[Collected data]
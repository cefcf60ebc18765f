//! Upstream record type

use std::borrow::Cow;

use bytes::Bytes;

/// One event delivered by the upstream source
///
/// Only the body is relayed; the id is kept for logging and resumption.
#[derive(Debug, Clone, PartialEq, Eq)]
pub struct EventRecord {
    /// Upstream event id, if the source assigned one
    pub id: Option<String>,
    /// Opaque event body (zero-copy via reference counting)
    pub body: Bytes,
}

impl EventRecord {
    /// Create a record with no id
    pub fn new(body: impl Into<Bytes>) -> Self {
        Self {
            id: None,
            body: body.into(),
        }
    }

    /// Attach an upstream id
    pub fn with_id(mut self, id: impl Into<String>) -> Self {
        self.id = Some(id.into());
        self
    }

    /// Body rendered as text, invalid UTF-8 replaced
    pub fn body_text(&self) -> Cow<'_, str> {
        String::from_utf8_lossy(&self.body)
    }
}

impl From<&'static str> for EventRecord {
    fn from(body: &'static str) -> Self {
        Self::new(Bytes::from_static(body.as_bytes()))
    }
}

impl From<String> for EventRecord {
    fn from(body: String) -> Self {
        Self::new(body)
    }
}

#[cfg(test)]
mod tests {
    use super::*;

    #[test]
    fn test_body_text() {
        let record = EventRecord::from("hello");
        assert_eq!(record.body_text(), "hello");
        assert!(record.id.is_none());
    }

    #[test]
    fn test_body_text_lossy() {
        let record = EventRecord::new(vec![b'o', b'k', 0xFF]);
        assert_eq!(record.body_text(), "ok\u{FFFD}");
    }

    #[test]
    fn test_with_id() {
        let record = EventRecord::from("x").with_id("42");
        assert_eq!(record.id.as_deref(), Some("42"));
    }
}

### Exercise instructions
Nothing beyond the line containing "source assigned one" is to be output; the lines above, from the first one onward to that line, are to be transcribed exactly.

### Result for this task
repository cefcf60ebc18765f
//! Upstream record type

use std::borrow::Cow;

use bytes::Bytes;

/// One event delivered by the upstream source
///
/// Only the body is relayed; the id is kept for logging and resumption.
#[derive(Debug, Clone, PartialEq, Eq)]
pub struct EventRecord {
    /// Upstream event id, if the source assigned one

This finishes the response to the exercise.